What needs to be done: For the records below, give the count of lines holding the word "tokio" and nothing more.

[Dataset items]

______

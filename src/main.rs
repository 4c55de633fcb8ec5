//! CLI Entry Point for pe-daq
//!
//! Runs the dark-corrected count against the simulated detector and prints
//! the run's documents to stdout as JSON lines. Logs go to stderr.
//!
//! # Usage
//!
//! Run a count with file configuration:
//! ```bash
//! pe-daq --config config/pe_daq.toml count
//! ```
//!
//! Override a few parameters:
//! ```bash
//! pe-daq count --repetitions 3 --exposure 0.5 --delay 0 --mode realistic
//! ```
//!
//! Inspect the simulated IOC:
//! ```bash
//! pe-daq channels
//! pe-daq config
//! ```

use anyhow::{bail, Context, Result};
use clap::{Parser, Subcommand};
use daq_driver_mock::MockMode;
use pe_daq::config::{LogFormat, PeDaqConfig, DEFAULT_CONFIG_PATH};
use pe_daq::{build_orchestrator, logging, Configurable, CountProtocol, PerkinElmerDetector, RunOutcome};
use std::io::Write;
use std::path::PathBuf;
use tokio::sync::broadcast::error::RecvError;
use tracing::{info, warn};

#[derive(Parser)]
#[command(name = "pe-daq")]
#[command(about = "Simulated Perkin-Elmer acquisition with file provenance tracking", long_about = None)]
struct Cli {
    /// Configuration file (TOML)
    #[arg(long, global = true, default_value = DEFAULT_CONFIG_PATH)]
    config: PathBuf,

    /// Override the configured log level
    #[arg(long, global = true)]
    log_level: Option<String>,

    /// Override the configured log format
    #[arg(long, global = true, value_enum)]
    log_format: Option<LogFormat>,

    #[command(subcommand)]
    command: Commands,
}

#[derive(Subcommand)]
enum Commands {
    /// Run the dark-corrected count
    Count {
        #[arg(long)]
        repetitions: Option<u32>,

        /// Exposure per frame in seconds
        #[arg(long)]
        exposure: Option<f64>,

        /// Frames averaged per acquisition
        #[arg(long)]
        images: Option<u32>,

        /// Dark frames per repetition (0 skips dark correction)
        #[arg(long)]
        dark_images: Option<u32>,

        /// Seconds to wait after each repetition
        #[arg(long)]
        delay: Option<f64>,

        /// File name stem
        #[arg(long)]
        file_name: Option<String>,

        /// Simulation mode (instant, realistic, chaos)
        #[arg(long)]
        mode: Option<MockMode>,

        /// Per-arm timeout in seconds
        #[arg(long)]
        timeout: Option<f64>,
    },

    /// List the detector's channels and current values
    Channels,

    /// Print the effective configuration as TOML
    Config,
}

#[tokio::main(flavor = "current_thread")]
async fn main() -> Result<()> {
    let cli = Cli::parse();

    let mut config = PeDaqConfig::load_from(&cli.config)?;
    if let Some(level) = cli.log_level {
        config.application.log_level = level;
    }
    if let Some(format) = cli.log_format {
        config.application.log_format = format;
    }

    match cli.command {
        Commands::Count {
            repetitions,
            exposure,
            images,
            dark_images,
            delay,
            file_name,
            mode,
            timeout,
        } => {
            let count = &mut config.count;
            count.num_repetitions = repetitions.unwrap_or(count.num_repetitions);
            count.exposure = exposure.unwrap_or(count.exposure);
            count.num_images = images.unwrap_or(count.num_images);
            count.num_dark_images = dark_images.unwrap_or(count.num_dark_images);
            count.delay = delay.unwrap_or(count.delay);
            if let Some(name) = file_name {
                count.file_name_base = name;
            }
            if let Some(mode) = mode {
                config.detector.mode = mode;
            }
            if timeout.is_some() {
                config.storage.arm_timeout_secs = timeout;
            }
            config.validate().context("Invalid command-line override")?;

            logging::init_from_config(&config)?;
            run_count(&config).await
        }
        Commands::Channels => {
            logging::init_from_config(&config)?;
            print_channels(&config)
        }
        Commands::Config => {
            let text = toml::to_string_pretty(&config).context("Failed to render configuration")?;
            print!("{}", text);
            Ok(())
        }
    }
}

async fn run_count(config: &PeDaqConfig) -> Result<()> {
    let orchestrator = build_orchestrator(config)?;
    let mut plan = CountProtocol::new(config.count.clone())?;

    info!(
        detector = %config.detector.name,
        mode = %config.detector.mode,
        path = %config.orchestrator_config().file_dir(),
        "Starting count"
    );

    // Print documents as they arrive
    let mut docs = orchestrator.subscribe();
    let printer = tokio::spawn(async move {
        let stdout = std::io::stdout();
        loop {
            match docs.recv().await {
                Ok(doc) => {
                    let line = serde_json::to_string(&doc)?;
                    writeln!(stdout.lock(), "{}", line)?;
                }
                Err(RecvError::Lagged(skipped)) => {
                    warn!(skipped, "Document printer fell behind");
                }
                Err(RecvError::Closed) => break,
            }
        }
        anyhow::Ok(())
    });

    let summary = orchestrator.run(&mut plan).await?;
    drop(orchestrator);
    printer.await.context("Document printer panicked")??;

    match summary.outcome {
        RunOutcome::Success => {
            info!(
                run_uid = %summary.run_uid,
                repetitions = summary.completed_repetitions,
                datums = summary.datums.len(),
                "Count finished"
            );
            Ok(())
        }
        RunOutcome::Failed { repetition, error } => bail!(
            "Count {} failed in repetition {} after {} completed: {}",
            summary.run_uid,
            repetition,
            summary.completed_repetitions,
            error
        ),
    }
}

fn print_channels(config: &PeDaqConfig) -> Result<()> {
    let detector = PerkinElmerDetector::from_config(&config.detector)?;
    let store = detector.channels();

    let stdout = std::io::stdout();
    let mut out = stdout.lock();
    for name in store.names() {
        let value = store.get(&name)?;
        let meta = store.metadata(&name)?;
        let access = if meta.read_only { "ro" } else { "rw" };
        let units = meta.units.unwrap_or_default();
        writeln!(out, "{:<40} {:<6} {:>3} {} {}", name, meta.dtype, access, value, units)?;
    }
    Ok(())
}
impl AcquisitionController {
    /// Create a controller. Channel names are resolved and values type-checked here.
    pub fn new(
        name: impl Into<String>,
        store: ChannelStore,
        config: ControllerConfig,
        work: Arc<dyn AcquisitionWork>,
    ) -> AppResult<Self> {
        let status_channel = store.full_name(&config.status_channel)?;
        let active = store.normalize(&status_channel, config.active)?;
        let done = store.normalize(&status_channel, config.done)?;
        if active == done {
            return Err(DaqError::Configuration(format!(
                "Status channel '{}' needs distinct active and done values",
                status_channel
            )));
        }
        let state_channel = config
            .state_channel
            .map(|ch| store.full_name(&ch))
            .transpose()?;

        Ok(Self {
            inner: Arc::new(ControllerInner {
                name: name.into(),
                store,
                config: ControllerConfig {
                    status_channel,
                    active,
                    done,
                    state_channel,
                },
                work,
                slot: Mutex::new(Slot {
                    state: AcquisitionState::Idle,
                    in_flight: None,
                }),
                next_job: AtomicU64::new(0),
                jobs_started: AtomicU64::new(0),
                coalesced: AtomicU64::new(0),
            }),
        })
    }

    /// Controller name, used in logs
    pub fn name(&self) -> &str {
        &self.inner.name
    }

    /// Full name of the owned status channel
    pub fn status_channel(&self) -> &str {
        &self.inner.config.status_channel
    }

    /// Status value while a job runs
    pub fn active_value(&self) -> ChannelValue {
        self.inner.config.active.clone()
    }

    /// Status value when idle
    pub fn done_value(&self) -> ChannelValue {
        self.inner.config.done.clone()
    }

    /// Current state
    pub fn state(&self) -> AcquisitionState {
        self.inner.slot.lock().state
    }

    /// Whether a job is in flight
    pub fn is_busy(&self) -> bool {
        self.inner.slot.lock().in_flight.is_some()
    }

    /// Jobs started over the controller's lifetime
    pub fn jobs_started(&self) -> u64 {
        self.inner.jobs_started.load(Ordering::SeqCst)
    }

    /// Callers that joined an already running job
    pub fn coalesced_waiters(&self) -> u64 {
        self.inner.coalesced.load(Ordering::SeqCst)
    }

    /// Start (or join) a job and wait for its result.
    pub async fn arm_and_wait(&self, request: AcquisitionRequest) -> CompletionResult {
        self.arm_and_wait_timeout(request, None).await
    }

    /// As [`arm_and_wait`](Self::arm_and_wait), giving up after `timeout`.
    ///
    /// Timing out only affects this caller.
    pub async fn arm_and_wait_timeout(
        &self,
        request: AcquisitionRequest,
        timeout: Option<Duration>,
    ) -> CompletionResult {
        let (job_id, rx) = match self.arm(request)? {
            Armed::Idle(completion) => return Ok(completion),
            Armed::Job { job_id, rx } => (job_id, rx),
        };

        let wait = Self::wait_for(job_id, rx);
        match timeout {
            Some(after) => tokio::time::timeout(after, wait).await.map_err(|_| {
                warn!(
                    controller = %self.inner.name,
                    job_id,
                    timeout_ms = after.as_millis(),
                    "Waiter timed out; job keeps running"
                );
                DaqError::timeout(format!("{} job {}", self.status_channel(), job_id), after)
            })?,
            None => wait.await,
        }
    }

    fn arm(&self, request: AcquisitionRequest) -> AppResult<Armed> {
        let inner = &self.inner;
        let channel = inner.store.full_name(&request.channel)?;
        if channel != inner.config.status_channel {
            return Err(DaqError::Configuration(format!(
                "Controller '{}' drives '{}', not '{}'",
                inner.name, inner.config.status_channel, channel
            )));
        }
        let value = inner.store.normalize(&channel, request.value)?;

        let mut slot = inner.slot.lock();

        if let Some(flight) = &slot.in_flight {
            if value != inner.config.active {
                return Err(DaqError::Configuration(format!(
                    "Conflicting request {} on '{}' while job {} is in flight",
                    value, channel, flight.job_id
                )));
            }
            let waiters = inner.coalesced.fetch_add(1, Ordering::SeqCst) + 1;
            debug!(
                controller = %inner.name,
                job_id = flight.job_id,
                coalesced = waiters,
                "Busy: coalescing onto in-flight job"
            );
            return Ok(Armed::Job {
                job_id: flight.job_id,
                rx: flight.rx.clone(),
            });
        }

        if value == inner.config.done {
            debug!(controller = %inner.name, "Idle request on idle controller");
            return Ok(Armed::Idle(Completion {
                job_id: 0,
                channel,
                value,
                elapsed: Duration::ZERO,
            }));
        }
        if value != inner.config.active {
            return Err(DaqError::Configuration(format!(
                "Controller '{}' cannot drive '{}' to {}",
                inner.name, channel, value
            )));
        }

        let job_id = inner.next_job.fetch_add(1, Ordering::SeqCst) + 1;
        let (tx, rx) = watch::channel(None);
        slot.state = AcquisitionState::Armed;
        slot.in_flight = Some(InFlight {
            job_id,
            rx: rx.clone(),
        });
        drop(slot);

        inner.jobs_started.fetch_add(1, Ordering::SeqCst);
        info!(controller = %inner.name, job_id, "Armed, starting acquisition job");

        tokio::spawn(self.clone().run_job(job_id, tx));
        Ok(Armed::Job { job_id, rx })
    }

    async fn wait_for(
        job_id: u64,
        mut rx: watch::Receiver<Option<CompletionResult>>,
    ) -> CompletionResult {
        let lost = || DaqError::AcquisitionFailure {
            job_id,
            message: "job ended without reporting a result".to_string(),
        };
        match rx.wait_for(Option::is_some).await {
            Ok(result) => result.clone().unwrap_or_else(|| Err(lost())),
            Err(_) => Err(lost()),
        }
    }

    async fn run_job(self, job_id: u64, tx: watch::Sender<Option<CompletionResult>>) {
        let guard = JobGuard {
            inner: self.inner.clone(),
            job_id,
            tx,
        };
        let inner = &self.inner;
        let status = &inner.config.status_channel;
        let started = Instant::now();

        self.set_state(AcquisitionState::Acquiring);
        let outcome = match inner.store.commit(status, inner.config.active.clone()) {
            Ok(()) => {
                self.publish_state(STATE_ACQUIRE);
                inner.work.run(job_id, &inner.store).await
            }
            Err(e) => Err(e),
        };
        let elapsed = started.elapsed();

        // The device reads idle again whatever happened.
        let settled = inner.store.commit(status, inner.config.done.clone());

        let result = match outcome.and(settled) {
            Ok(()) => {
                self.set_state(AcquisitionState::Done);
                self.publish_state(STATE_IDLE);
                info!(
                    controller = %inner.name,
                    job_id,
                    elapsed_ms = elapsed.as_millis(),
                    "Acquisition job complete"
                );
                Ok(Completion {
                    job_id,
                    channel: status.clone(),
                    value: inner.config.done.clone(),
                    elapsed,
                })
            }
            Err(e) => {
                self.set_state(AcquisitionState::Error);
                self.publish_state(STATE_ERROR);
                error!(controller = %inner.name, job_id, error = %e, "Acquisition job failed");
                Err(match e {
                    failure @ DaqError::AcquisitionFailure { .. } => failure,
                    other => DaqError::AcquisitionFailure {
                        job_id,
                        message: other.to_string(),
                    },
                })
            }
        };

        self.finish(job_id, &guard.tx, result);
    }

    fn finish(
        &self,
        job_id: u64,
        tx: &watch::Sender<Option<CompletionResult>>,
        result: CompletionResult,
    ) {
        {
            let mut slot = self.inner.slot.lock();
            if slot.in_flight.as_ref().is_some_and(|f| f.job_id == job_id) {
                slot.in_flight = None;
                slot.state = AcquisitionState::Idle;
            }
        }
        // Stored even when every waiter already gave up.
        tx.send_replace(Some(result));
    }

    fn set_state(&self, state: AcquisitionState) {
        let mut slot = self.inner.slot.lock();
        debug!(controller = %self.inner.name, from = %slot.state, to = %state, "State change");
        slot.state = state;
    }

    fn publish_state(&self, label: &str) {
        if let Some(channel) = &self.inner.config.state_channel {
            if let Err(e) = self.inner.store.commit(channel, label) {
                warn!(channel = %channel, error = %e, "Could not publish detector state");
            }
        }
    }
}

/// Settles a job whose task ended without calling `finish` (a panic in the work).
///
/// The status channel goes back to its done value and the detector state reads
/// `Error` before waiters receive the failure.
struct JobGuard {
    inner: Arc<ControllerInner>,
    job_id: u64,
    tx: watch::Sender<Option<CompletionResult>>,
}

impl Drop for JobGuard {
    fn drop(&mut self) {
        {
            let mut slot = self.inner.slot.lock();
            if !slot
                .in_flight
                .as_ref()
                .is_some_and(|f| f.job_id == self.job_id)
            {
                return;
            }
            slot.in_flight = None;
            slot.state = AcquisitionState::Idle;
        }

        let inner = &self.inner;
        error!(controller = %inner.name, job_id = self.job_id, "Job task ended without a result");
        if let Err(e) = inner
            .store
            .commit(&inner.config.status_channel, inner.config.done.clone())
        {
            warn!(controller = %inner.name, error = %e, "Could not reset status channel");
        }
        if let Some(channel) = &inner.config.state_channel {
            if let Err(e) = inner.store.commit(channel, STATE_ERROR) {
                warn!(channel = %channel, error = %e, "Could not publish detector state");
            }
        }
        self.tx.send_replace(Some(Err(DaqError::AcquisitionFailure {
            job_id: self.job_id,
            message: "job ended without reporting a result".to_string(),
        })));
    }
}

______

Result of this exercise: 5